L’enclave libica a Sirte sta cadendo e Raqqua e Mossul stanno per essere prese: allora abbiamo vinto la guerra con l’Isis? No, non mi convince.
Già nel 2007
l’allora Al Qaeda Iraq era arrivata in vista di Bagdad e poi fu
costretta ad arretrate, sino a nascondersi nella più fitta clandestinità
e, l’anno precedente, aveva perso il suo capo, Al Zarkawi, ma, ha
continuato una guerriglia feroce. Poi, alla prima occasione in cui le è
stato possibile (nel 2014) è rispuntata fuori e ha dato vita al
Califfato di Raqqa.
Non mi pare di essere un indovino se dico che, con ogni probabilità, assisteremo di nuovo ad una guerriglia senza quartiere in Siria, Iraq e, forse Giordania.

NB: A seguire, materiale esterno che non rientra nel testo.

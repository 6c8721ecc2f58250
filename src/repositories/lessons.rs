use sqlx::PgPool;

use crate::db::models::Lesson;

const COLUMNS: &str = "id, course_id, title, content, video_url";

pub(crate) struct CreateLesson<'a> {
    pub(crate) id: &'a str,
    pub(crate) course_id: &'a str,
    pub(crate) title: &'a str,
    pub(crate) content: &'a str,
    pub(crate) video_url: Option<&'a str>,
}

pub(crate) async fn create(pool: &PgPool, params: CreateLesson<'_>) -> Result<Lesson, sqlx::Error> {
    sqlx::query_as::<_, Lesson>(&format!(
        "INSERT INTO lessons (id, course_id, title, content, video_url)
         VALUES ($1,$2,$3,$4,$5)
         RETURNING {COLUMNS}",
    ))
    .bind(params.id)
    .bind(params.course_id)
    .bind(params.title)
    .bind(params.content)
    .bind(params.video_url)
    .fetch_one(pool)
    .await
}

pub(crate) async fn find_by_id(
    pool: &PgPool,
    lesson_id: &str,
) -> Result<Option<Lesson>, sqlx::Error> {
    sqlx::query_as::<_, Lesson>(&format!("SELECT {COLUMNS} FROM lessons WHERE id = $1"))
        .bind(lesson_id)
        .fetch_optional(pool)
        .await
}

pub(crate) async fn list_all(pool: &PgPool) -> Result<Vec<Lesson>, sqlx::Error> {
    sqlx::query_as::<_, Lesson>(&format!("SELECT {COLUMNS} FROM lessons ORDER BY title"))
        .fetch_all(pool)
        .await
}

pub(crate) async fn list_by_course(
    pool: &PgPool,
    course_id: &str,
) -> Result<Vec<Lesson>, sqlx::Error> {
    sqlx::query_as::<_, Lesson>(&format!(
        "SELECT {COLUMNS} FROM lessons WHERE course_id = $1 ORDER BY title"
    ))
    .bind(course_id)
    .fetch_all(pool)
    .await
}

pub(crate) struct UpdateLesson {
    pub(crate) title: Option<String>,
    pub(crate) content: Option<String>,
    pub(crate) video_url: Option<String>,
}

/// Partial update: absent fields keep their stored value.
pub(crate) async fn update(
    pool: &PgPool,
    lesson_id: &str,
    params: UpdateLesson,
) -> Result<(), sqlx::Error> {
    sqlx::query(
        "UPDATE lessons SET
            title = COALESCE($1, title),
            content = COALESCE($2, content),
            video_url = COALESCE($3, video_url)
         WHERE id = $4",
    )
    .bind(params.title)
    .bind(params.content)
    .bind(params.video_url)
    .bind(lesson_id)
    .execute(pool)
    .await?;
    Ok(())
}

pub(crate) async fn delete(pool: &PgPool, lesson_id: &str) -> Result<bool, sqlx::Error> {
    let result =
        sqlx::query("DELETE FROM lessons WHERE id = $1").bind(lesson_id).execute(pool).await?;
    Ok(result.rows_affected() > 0)
}

pub(crate) async fn fetch_one_by_id(pool: &PgPool, lesson_id: &str) -> Result<Lesson, sqlx::Error> {
    sqlx::query_as::<_, Lesson>(&format!("SELECT {COLUMNS} FROM lessons WHERE id = $1"))
        .bind(lesson_id)
        .fetch_one(pool)
        .await
}
use serde::{Deserialize, Serialize};

use crate::core::time::format_primitive;
use crate::db::types::UserRole;

#[derive(Debug, Deserialize)]
pub(crate) struct UserCreate {
    pub(crate) name: String,
    pub(crate) email: String,
    pub(crate) password: String,
    pub(crate) role: UserRole,
}

#[derive(Debug, Deserialize)]
pub(crate) struct UserLogin {
    pub(crate) email: String,
    pub(crate) password: String,
}

#[derive(Debug, Serialize)]
pub(crate) struct UserResponse {
    pub(crate) id: String,
    pub(crate) name: String,
    pub(crate) email: String,
    pub(crate) role: UserRole,
    pub(crate) created_at: String,
}

impl UserResponse {
    pub(crate) fn from_db(user: crate::db::models::User) -> Self {
        Self {
            id: user.id,
            name: user.name,
            email: user.email,
            role: user.role,
            created_at: format_primitive(user.created_at),
        }
    }
}
use axum::{
    extract::State,
    http::StatusCode,
    routing::{get, post},
    Json, Router,
};
use uuid::Uuid;

use crate::api::errors::ApiError;
use crate::api::guards::CurrentUser;
use crate::core::security;
use crate::core::state::AppState;
use crate::core::time::primitive_now_utc;
use crate::repositories;
use crate::schemas::auth::TokenResponse;
use crate::schemas::user::{UserCreate, UserLogin, UserResponse};

pub(crate) fn router() -> Router<AppState> {
    Router::new()
        .route("/register", post(register))
        .route("/login", post(login))
        .route("/me", get(me))
}

async fn register(
    State(state): State<AppState>,
    Json(payload): Json<UserCreate>,
) -> Result<(StatusCode, Json<UserResponse>), ApiError> {
    let email = payload.email.trim();
    if email.is_empty() || !email.contains('@') {
        return Err(ApiError::BadRequest("Invalid email address".to_string()));
    }
    if payload.name.trim().is_empty() {
        return Err(ApiError::BadRequest("Name must not be empty".to_string()));
    }

    let existing = repositories::users::exists_by_email(state.db(), email)
        .await
        .map_err(|e| ApiError::internal(e, "Failed to check existing user"))?;

    if existing.is_some() {
        return Err(ApiError::Conflict("Email already registered".to_string()));
    }

    let hashed_password = security::hash_password(&payload.password)
        .map_err(|e| ApiError::internal(e, "Failed to hash password"))?;

    let user = repositories::users::create(
        state.db(),
        repositories::users::CreateUser {
            id: &Uuid::new_v4().to_string(),
            name: payload.name.trim(),
            email,
            hashed_password,
            role: payload.role,
            created_at: primitive_now_utc(),
        },
    )
    .await
    .map_err(|e| {
        if is_unique_violation(&e) {
            ApiError::Conflict("Email already registered".to_string())
        } else {
            ApiError::internal(e, "Failed to create user")
        }
    })?;

    Ok((StatusCode::CREATED, Json(UserResponse::from_db(user))))
}

async fn login(
    State(state): State<AppState>,
    Json(payload): Json<UserLogin>,
) -> Result<Json<TokenResponse>, ApiError> {
    let user = repositories::users::find_by_email(state.db(), payload.email.trim())
        .await
        .map_err(|e| ApiError::internal(e, "Failed to load user"))?
        .ok_or(ApiError::Unauthorized("Invalid email or password"))?;

    let verified = security::verify_password(&payload.password, &user.hashed_password)
        .map_err(|_| ApiError::Unauthorized("Invalid email or password"))?;

    if !verified {
        return Err(ApiError::Unauthorized("Invalid email or password"));
    }

    let token = security::create_access_token(&user.email, user.role, state.settings(), None)
        .map_err(|e| ApiError::internal(e, "Failed to create access token"))?;

    Ok(Json(TokenResponse {
        access_token: token,
        token_type: "bearer".to_string(),
        user: UserResponse::from_db(user),
    }))
}

async fn me(CurrentUser(user): CurrentUser) -> Json<UserResponse> {
    Json(UserResponse::from_db(user))
}

fn is_unique_violation(error: &sqlx::Error) -> bool {
    match error {
        sqlx::Error::Database(db_error) => db_error.code().as_deref() == Some("23505"),
        _ => false,
    }
}
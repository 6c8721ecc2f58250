use serde::{Deserialize, Serialize};
use sqlx::Type;

#[derive(Debug, Clone, Copy, PartialEq, Eq, Serialize, Deserialize, Type)]
#[serde(rename_all = "lowercase")]
#[sqlx(type_name = "userrole", rename_all = "lowercase")]
pub(crate) enum UserRole {
    Student,
    Lecturer,
}
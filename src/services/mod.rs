pub(crate) mod storage;
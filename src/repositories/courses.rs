use sqlx::PgPool;

use crate::db::models::Course;

const COLUMNS: &str = "id, name, description, teacher_id, created_at, updated_at";

pub(crate) struct CreateCourse<'a> {
    pub(crate) id: &'a str,
    pub(crate) name: &'a str,
    pub(crate) description: &'a str,
    pub(crate) teacher_id: &'a str,
    pub(crate) created_at: time::PrimitiveDateTime,
    pub(crate) updated_at: time::PrimitiveDateTime,
}

pub(crate) async fn create(pool: &PgPool, params: CreateCourse<'_>) -> Result<Course, sqlx::Error> {
    sqlx::query_as::<_, Course>(&format!(
        "INSERT INTO courses (id, name, description, teacher_id, created_at, updated_at)
         VALUES ($1,$2,$3,$4,$5,$6)
         RETURNING {COLUMNS}",
    ))
    .bind(params.id)
    .bind(params.name)
    .bind(params.description)
    .bind(params.teacher_id)
    .bind(params.created_at)
    .bind(params.updated_at)
    .fetch_one(pool)
    .await
}

pub(crate) async fn find_by_id(
    pool: &PgPool,
    course_id: &str,
) -> Result<Option<Course>, sqlx::Error> {
    sqlx::query_as::<_, Course>(&format!("SELECT {COLUMNS} FROM courses WHERE id = $1"))
        .bind(course_id)
        .fetch_optional(pool)
        .await
}

pub(crate) async fn list_all(pool: &PgPool) -> Result<Vec<Course>, sqlx::Error> {
    sqlx::query_as::<_, Course>(&format!("SELECT {COLUMNS} FROM courses ORDER BY created_at"))
        .fetch_all(pool)
        .await
}

/// Deletes the course row; lessons and assignments go with it via the
/// storage cascade. Submission rows are untouched.
pub(crate) async fn delete(pool: &PgPool, course_id: &str) -> Result<bool, sqlx::Error> {
    let result = sqlx::query("DELETE FROM courses WHERE id = $1").bind(course_id).execute(pool).await?;
    Ok(result.rows_affected() > 0)
}
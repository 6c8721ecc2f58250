use axum::{
    extract::{Multipart, Path, State},
    http::StatusCode,
    routing::{get, patch, post},
    Json, Router,
};
use uuid::Uuid;

use crate::api::errors::ApiError;
use crate::api::guards::{CurrentLecturer, CurrentStudent};
use crate::core::state::AppState;
use crate::core::time::primitive_now_utc;
use crate::repositories;
use crate::schemas::submission::{SubmissionCreate, SubmissionResponse};

pub(crate) fn router() -> Router<AppState> {
    Router::new()
        .route("/submissions", post(create_submission))
        .route("/submission", get(list_submissions))
        .route("/submissions/:submission_id", get(get_submission))
        .route("/submissions/:submission_id/review", patch(mark_reviewed))
        .route("/assignments/:assignment_id/submit", post(submit_assignment))
        .route("/assignments/:assignment_id/submissions", get(list_assignment_submissions))
        .route("/assignments/:assignment_id/my-submissions", get(list_my_submissions))
}

async fn submit_assignment(
    Path(assignment_id): Path<String>,
    CurrentStudent(student): CurrentStudent,
    State(state): State<AppState>,
    mut multipart: Multipart,
) -> Result<(StatusCode, Json<SubmissionResponse>), ApiError> {
    let mut file_bytes: Option<Vec<u8>> = None;
    let mut filename: Option<String> = None;
    let max_bytes = state.settings().storage().max_upload_size_mb * 1024 * 1024;

    while let Some(mut field) = multipart
        .next_field()
        .await
        .map_err(|_| ApiError::BadRequest("Invalid multipart data".to_string()))?
    {
        let name = field.name().unwrap_or("").to_string();
        if name == "file" {
            filename = field.file_name().map(|s| s.to_string());
            let mut bytes = Vec::new();
            while let Some(chunk) = field
                .chunk()
                .await
                .map_err(|_| ApiError::BadRequest("Failed to read file".to_string()))?
            {
                let next_size = bytes.len() as u64 + chunk.len() as u64;
                if next_size > max_bytes {
                    return Err(ApiError::BadRequest(format!(
                        "File size exceeds {}MB limit",
                        state.settings().storage().max_upload_size_mb
                    )));
                }
                bytes.extend_from_slice(&chunk);
            }
            file_bytes = Some(bytes);
        }
    }

    let file_bytes =
        file_bytes.ok_or_else(|| ApiError::BadRequest("File is required".to_string()))?;
    let filename = filename.unwrap_or_else(|| "upload".to_string());

    let file_path = state
        .storage()
        .store_submission_file(&filename, file_bytes)
        .await
        .map_err(|e| ApiError::internal(e, "Failed to store submission file"))?;

    let created = repositories::submissions::create(
        state.db(),
        repositories::submissions::CreateSubmission {
            id: &Uuid::new_v4().to_string(),
            file_path: &file_path,
            submitted_at: primitive_now_utc(),
            user_id: &student.id,
            assignment_id: &assignment_id,
        },
    )
    .await;

    let submission = match created {
        Ok(submission) => submission,
        Err(e) => {
            // The stored file has no owning row if the insert failed.
            tokio::fs::remove_file(&file_path).await.ok();
            return Err(ApiError::internal(e, "Failed to create submission"));
        }
    };

    tracing::info!(
        student_id = %student.id,
        assignment_id = %assignment_id,
        submission_id = %submission.id,
        action = "submit",
        "Submission stored"
    );

    Ok((StatusCode::CREATED, Json(SubmissionResponse::from_db(submission))))
}

/// Metadata-only variant: the file reference is supplied by the caller.
async fn create_submission(
    CurrentStudent(student): CurrentStudent,
    State(state): State<AppState>,
    Json(payload): Json<SubmissionCreate>,
) -> Result<(StatusCode, Json<SubmissionResponse>), ApiError> {
    if payload.file_path.trim().is_empty() {
        return Err(ApiError::BadRequest("file_path must not be empty".to_string()));
    }

    let submission = repositories::submissions::create(
        state.db(),
        repositories::submissions::CreateSubmission {
            id: &Uuid::new_v4().to_string(),
            file_path: payload.file_path.trim(),
            submitted_at: primitive_now_utc(),
            user_id: &student.id,
            assignment_id: &payload.assignment_id,
        },
    )
    .await
    .map_err(|e| ApiError::internal(e, "Failed to create submission"))?;

    Ok((StatusCode::CREATED, Json(SubmissionResponse::from_db(submission))))
}

async fn list_submissions(
    CurrentLecturer(_lecturer): CurrentLecturer,
    State(state): State<AppState>,
) -> Result<Json<Vec<SubmissionResponse>>, ApiError> {
    let submissions = repositories::submissions::list_all(state.db())
        .await
        .map_err(|e| ApiError::internal(e, "Failed to list submissions"))?;

    Ok(Json(submissions.into_iter().map(SubmissionResponse::from_db).collect()))
}

async fn get_submission(
    Path(submission_id): Path<String>,
    CurrentLecturer(_lecturer): CurrentLecturer,
    State(state): State<AppState>,
) -> Result<Json<SubmissionResponse>, ApiError> {
    let submission = repositories::submissions::find_by_id(state.db(), &submission_id)
        .await
        .map_err(|e| ApiError::internal(e, "Failed to fetch submission"))?
        .ok_or_else(|| ApiError::NotFound("Submission not found".to_string()))?;

    Ok(Json(SubmissionResponse::from_db(submission)))
}

async fn list_assignment_submissions(
    Path(assignment_id): Path<String>,
    CurrentLecturer(_lecturer): CurrentLecturer,
    State(state): State<AppState>,
) -> Result<Json<Vec<SubmissionResponse>>, ApiError> {
    let submissions = repositories::submissions::list_by_assignment(state.db(), &assignment_id)
        .await
        .map_err(|e| ApiError::internal(e, "Failed to list submissions"))?;

    Ok(Json(submissions.into_iter().map(SubmissionResponse::from_db).collect()))
}

/// An empty list is a normal outcome here, not an error.
async fn list_my_submissions(
    Path(assignment_id): Path<String>,
    CurrentStudent(student): CurrentStudent,
    State(state): State<AppState>,
) -> Result<Json<Vec<SubmissionResponse>>, ApiError> {
    let submissions = repositories::submissions::list_by_assignment_and_user(
        state.db(),
        &assignment_id,
        &student.id,
    )
    .await
    .map_err(|e| ApiError::internal(e, "Failed to list submissions"))?;

    Ok(Json(submissions.into_iter().map(SubmissionResponse::from_db).collect()))
}

async fn mark_reviewed(
    Path(submission_id): Path<String>,
    CurrentLecturer(lecturer): CurrentLecturer,
    State(state): State<AppState>,
) -> Result<Json<SubmissionResponse>, ApiError> {
    let submission = repositories::submissions::mark_reviewed(state.db(), &submission_id)
        .await
        .map_err(|e| ApiError::internal(e, "Failed to mark submission reviewed"))?
        .ok_or_else(|| ApiError::NotFound("Submission not found".to_string()))?;

    tracing::info!(
        lecturer_id = %lecturer.id,
        submission_id = %submission.id,
        action = "review",
        "Submission marked reviewed"
    );

    Ok(Json(SubmissionResponse::from_db(submission)))
}

#[cfg(test)]
mod tests;
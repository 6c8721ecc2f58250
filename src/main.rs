#[tokio::main]
async fn main() -> anyhow::Result<()> {
    if let Err(e) = lite_lms::run().await {
        eprintln!("lite-lms fatal: {e:#}");
        std::process::exit(1);
    }
    Ok(())
}
use tracing_subscriber::{fmt, EnvFilter};

use crate::core::config::Settings;

/// Console tracing for the API process. `LMS_LOG_JSON` switches to
/// line-delimited JSON for log shippers; `RUST_LOG` overrides the
/// configured level when set.
pub(crate) fn init_tracing(settings: &Settings) -> anyhow::Result<()> {
    let telemetry = settings.telemetry();
    let filter = EnvFilter::try_from_default_env()
        .unwrap_or_else(|_| EnvFilter::new(telemetry.log_level.clone()));

    let builder = fmt()
        .with_env_filter(filter)
        .with_target(false)
        .with_span_events(fmt::format::FmtSpan::CLOSE);

    let result = if telemetry.json { builder.json().try_init() } else { builder.try_init() };

    result.map_err(|err| anyhow::anyhow!("tracing init: {err}"))
}
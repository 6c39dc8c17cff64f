//! The engine facade used by the hosting layer.
//!
//! Two operations are exposed: `roll` and `apply_move`. Each takes a
//! snapshot and the acting user, and either returns the next snapshot or a
//! `GameError` with the input left as it was.
//!
//! ## Example
//!
//! ```
//! use ki_nevet::core::{Color, GameBuilder, ScriptedDice, TurnPhase, UserId};
//! use ki_nevet::rules::Engine;
//!
//! let state = GameBuilder::new("g")
//!     .player("anna", "Anna", Color::Red)
//!     .player("bela", "Béla", Color::Blue)
//!     .build()
//!     .unwrap();
//!
//! let mut engine = Engine::new(ScriptedDice::new([6]));
//! let anna = UserId::new("anna");
//!
//! let (state, dice) = engine.roll(&state, &anna).unwrap();
//! assert_eq!(dice, 6);
//! assert_eq!(state.phase(), TurnPhase::AwaitingMove { dice: 6 });
//!
//! let piece = engine.legal_moves(&state)[0];
//! let (state, events) = engine.apply_move(&state, &anna, piece).unwrap();
//! assert!(events.is_empty());
//! assert_eq!(state.current_player_index(), 0); // bonus roll after a 6
//! ```

use tracing::{debug, info};

use super::dice::DiceResolver;
use super::movement::{self, LegalMoves};
use super::{turn, win};
use crate::core::{
    Action, DiceSource, GameRng, GameState, PieceId, PlayerId, TurnPhase, UserId, DIE_FACES,
};
use crate::error::{ActionKind, GameError};
use crate::events::Events;

/// Game engine bound to a dice source.
///
/// The engine holds no game state of its own; any number of games can be
/// driven through one engine, one action at a time.
#[derive(Clone, Debug)]
pub struct Engine<D = GameRng> {
    dice: D,
}

impl Engine<GameRng> {
    /// Engine with a deterministic dice stream.
    #[must_use]
    pub fn seeded(seed: u64) -> Self {
        Self::new(GameRng::new(seed))
    }

    /// Engine with dice seeded from OS entropy.
    #[must_use]
    pub fn from_entropy() -> Self {
        Self::new(GameRng::from_entropy())
    }
}

impl<D: DiceSource> Engine<D> {
    /// Create an engine rolling with `dice`.
    pub fn new(dice: D) -> Self {
        Self { dice }
    }

    /// The dice source.
    pub fn dice(&self) -> &D {
        &self.dice
    }

    /// Take back the dice source.
    pub fn into_dice(self) -> D {
        self.dice
    }

    /// Roll for the current player.
    ///
    /// Returns the next snapshot and the face rolled. The snapshot is
    /// `AwaitingMove` when a move is possible. Otherwise the turn is already
    /// handed over: after a third consecutive 6, or when no piece can move.
    pub fn roll(
        &mut self,
        state: &GameState,
        actor: &UserId,
    ) -> Result<(GameState, u8), GameError> {
        let player = authorize(state, actor)?;
        if let TurnPhase::AwaitingMove { .. } = state.phase() {
            return Err(GameError::WrongPhase {
                expected: ActionKind::Move,
            });
        }

        let resolver = DiceResolver::new(&state.config().rules);
        let roll = resolver.roll(&mut self.dice, state.consecutive_sixes());
        let name = &state.current_player().name;
        debug!(
            game = state.id(),
            %player,
            value = roll.value,
            sixes = roll.sixes_in_a_row,
            "dice rolled"
        );

        let mut next = state.clone();
        next.record(player, Action::Roll { value: roll.value });
        next.set_roll(roll.value, roll.sixes_in_a_row);

        if roll.forfeits {
            info!(
                game = state.id(),
                %player,
                sixes = roll.sixes_in_a_row,
                "turn forfeited on consecutive sixes"
            );
            next.set_message(format!(
                "{} rolled {} 6s in a row and forfeits the turn.",
                name, roll.sixes_in_a_row
            ));
            turn::complete_turn(&mut next);
        } else if movement::legal_moves(&next, player, roll.value).is_empty() {
            info!(game = state.id(), %player, value = roll.value, "no legal move");
            next.set_message(format!("{} rolled a {}: no legal move.", name, roll.value));
            turn::complete_turn(&mut next);
        } else {
            next.set_message(format!("{} rolled a {}.", name, roll.value));
            next.set_phase(TurnPhase::AwaitingMove { dice: roll.value });
        }

        next.bump_version();
        Ok((next, roll.value))
    }

    /// Move one of the current player's pieces by the pending roll.
    ///
    /// Returns the next snapshot and the point awards earned, in order:
    /// a capture award first, then a game-win award if the move ended the
    /// game.
    pub fn apply_move(
        &self,
        state: &GameState,
        actor: &UserId,
        piece: PieceId,
    ) -> Result<(GameState, Events), GameError> {
        let player = authorize(state, actor)?;
        let TurnPhase::AwaitingMove { dice } = state.phase() else {
            return Err(GameError::WrongPhase {
                expected: ActionKind::Roll,
            });
        };

        let outcome = movement::apply_move(state, player, piece, dice)?;
        let mut next = outcome.state;
        let mut events = outcome.events;
        next.record(player, Action::Move { piece, dice });

        if let Some(victory) = win::check_win(&next, player) {
            let mut finished = victory.state;
            finished.bump_version();
            events.push(victory.award);
            return Ok((finished, events));
        }

        if dice == DIE_FACES && state.config().rules.bonus_roll_on_six {
            let name = &state.current_player().name;
            let message = format!("{} {} rolls again.", next.message(), name);
            next.set_message(message);
            turn::grant_bonus(&mut next);
        } else {
            turn::complete_turn(&mut next);
        }

        next.bump_version();
        Ok((next, events))
    }

    /// Pieces the current player may move with the pending roll.
    ///
    /// Empty unless the game is waiting for a move.
    #[must_use]
    pub fn legal_moves(&self, state: &GameState) -> LegalMoves {
        match state.phase() {
            TurnPhase::AwaitingMove { dice } if !state.is_finished() => {
                movement::legal_moves(state, state.current_player_id(), dice)
            }
            _ => LegalMoves::new(),
        }
    }

    /// Winner of a finished game.
    #[must_use]
    pub fn result<'a>(&self, state: &'a GameState) -> Option<&'a UserId> {
        state.winner()
    }
}

/// Check the game is running and `actor` holds the current seat.
fn authorize(state: &GameState, actor: &UserId) -> Result<PlayerId, GameError> {
    if state.is_finished() {
        return Err(GameError::GameAlreadyFinished);
    }
    let current = state.current_player();
    if &current.user != actor {
        return Err(GameError::NotYourTurn {
            expected: current.user.clone(),
            actual: actor.clone(),
        });
    }
    Ok(state.current_player_id())
}
//! # ki-nevet
//!
//! Rules engine for "Ki nevet a végén?", the Hungarian race game of the
//! Ludo family.
//!
//! ## Design Principles
//!
//! 1. **Snapshots In, Snapshots Out**: Every operation takes a `GameState`
//!    by reference and returns a new one. A rejected action returns an
//!    error and the caller keeps the snapshot it had.
//!
//! 2. **Injected Dice**: Randomness comes from a `DiceSource`. Production
//!    code uses the seeded `GameRng`; tests script exact faces with
//!    `ScriptedDice`.
//!
//! 3. **Configuration Over Convention**: Board size, pieces per player and
//!    house rules live in `GameConfig`.
//!
//! ## Architecture
//!
//! - **Persistent Data Structures**: Player and history vectors use `im-rs`,
//!   so cloning a snapshot is cheap.
//!
//! - **Derived Piece State**: A piece stores only its `Position`; whether it
//!   is at home, active or safe follows from that.
//!
//! ## Modules
//!
//! - `core`: Players, pieces, state, actions, dice, configuration
//! - `board`: Ring and lane topology, position arithmetic
//! - `rules`: Dice resolution, movement, turn order, win detection, `Engine`
//! - `events`: Point awards emitted to the hosting layer
//! - `error`: Rejection reasons

pub mod board;
pub mod core;
pub mod error;
pub mod events;
pub mod rules;

// Re-export commonly used types
pub use crate::core::{
    Action, ActionRecord, BoardConfig, Color, DiceSource, GameBuilder, GameConfig, GamePiece,
    GamePlayer, GameRng, GameRngState, GameState, GameStatus, HouseRules, PieceId, PieceState,
    PlayerId, Position, ScriptedDice, TurnPhase, UserId,
};

pub use crate::board::Board;

pub use crate::error::{ActionKind, ConfigError, GameError, MoveRejection};

pub use crate::events::{AwardKind, Events, PointAward};

pub use crate::rules::{Engine, LegalMoves, MoveKind, MoveOutcome};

E quanti sono scampati all’attacco della Sirte dove sono finiti?
Sappiamo tutti che diversi sono fuggiti sui barconi confondendosi con i
profughi e ce li ritroveremo in Europa o dove meno ce lo aspettiamo. C’è
solo da capire dove si accenderà il nuovo focolaio: in Egitto? In
Sudan, in Turchia o in Indonesia? Vedremo. Quello che credo
possiamo escludere ragionevolmente è che la minaccia terroristica in
Europa e l’insorgenza nei paesi islamici siano destinati a
sparire come di incanto. La guerra sarà ancora molto lunga ed è ancora
possibile perderla.
Nel conto dobbiamo mettere che gli
interventi occidentali in quegli scenari, se da un lato servono a
calmare per un po’ le insorgenze, dall’altro esasperano gli animi e
spingono altri giovani nelle fila islamiste.
Siamo solo ad un ennesimo capitolo della
storia, ma la conclusione è lontana. Il fatto è che non c’è mai stata
una guerra contro il terrorismo vinta solo con mezzi militari. Senza
contrasto politico non si vince e qui di contrasto politico non si vede
l’ombra. E non può esserci perché gli occidentali pretendono che il
Medio Oriente sia come loro vogliono, ma non sanno cosa volere. Sin qui,
l’intervento degli occidentali è andato in tre direzioni:
a. mantenere i confini esistenti che risalgono sostanzialmente a quelli del trattato Sykes Picot o altri eventi coevi;
b. mantenere al potere le classi
dirigenti “amiche”, cioè, sostanzialmente le monarchie e la Turchia che
è nella Nato, e da 40 anni in qua i militari egiziani;
c. combattere i regimi
militar-repubblicani non allineati (come l’Egitto) che, volere o meno,
erano la parte più modernizzante dello scacchiere, ancorché, regimi
dittatoriali impresentabili.
Uniche bussole per stabilire il livello
di gradimento dei regimi: il prezzo del petrolio e la compatibilità con
lo schieramento filo americano. Di fronte al sorgere del fenomeno
islamista, l’Occidente ha dimostrato di non capirci nulla, trattandolo
con un fenomeno di fanatismo religioso e non come fenomeno politico.
Un’occasione di ripensamento
complessivo del Medio Oriente sarebbe potuta venire dalla Primavera
Araba, ma l’Occidente ci ha colto solo la valenza anti regimi-militari
strumentalizzandola e, perciò stesso, snaturandola e dissolvendola. Le
modalità dell’intervento in Libia, la totale artificialità del caso
siriano, lo sciagurato appoggio all’Arabia Saudita, le oscillazioni
prive di direzione nel caso egiziano sono state le occasioni in cui
l’Occidente ha dimostrato di non avere la più pallida idea di quale
potrebbe essere un nuovo ordine mediorientale. Non credo che sia né
utile né possibile alcun dialogo con gli islamisti che, peraltro, non
mostrano alcuna particolare apertura ad intavolare trattative.
Verso gli islamisti l’unica linea
possibile è la chiusura assoluta, ma sapendo giocare fra le diverse
anime dell’Islam per favorire la nascita di un diverso ordine. Questo
richiede una strategia che non c’è e, senza una strategia, non se ne
esce. Il terrorismo si sconfigge non uccidendo o arrestando
l’ultimo terrorista, ma dimostrando con evidenza l’impraticabilità del
suo obiettivo politico. Il che presuppone una capacità strategica e di
realizzazione, di cui non esistono i più elementari presupposti anche
solo analitici.
Vittoria sull’islamismo? Andiamoci piano a cantar vittoria che il film è molto lontano dalla parola Fine.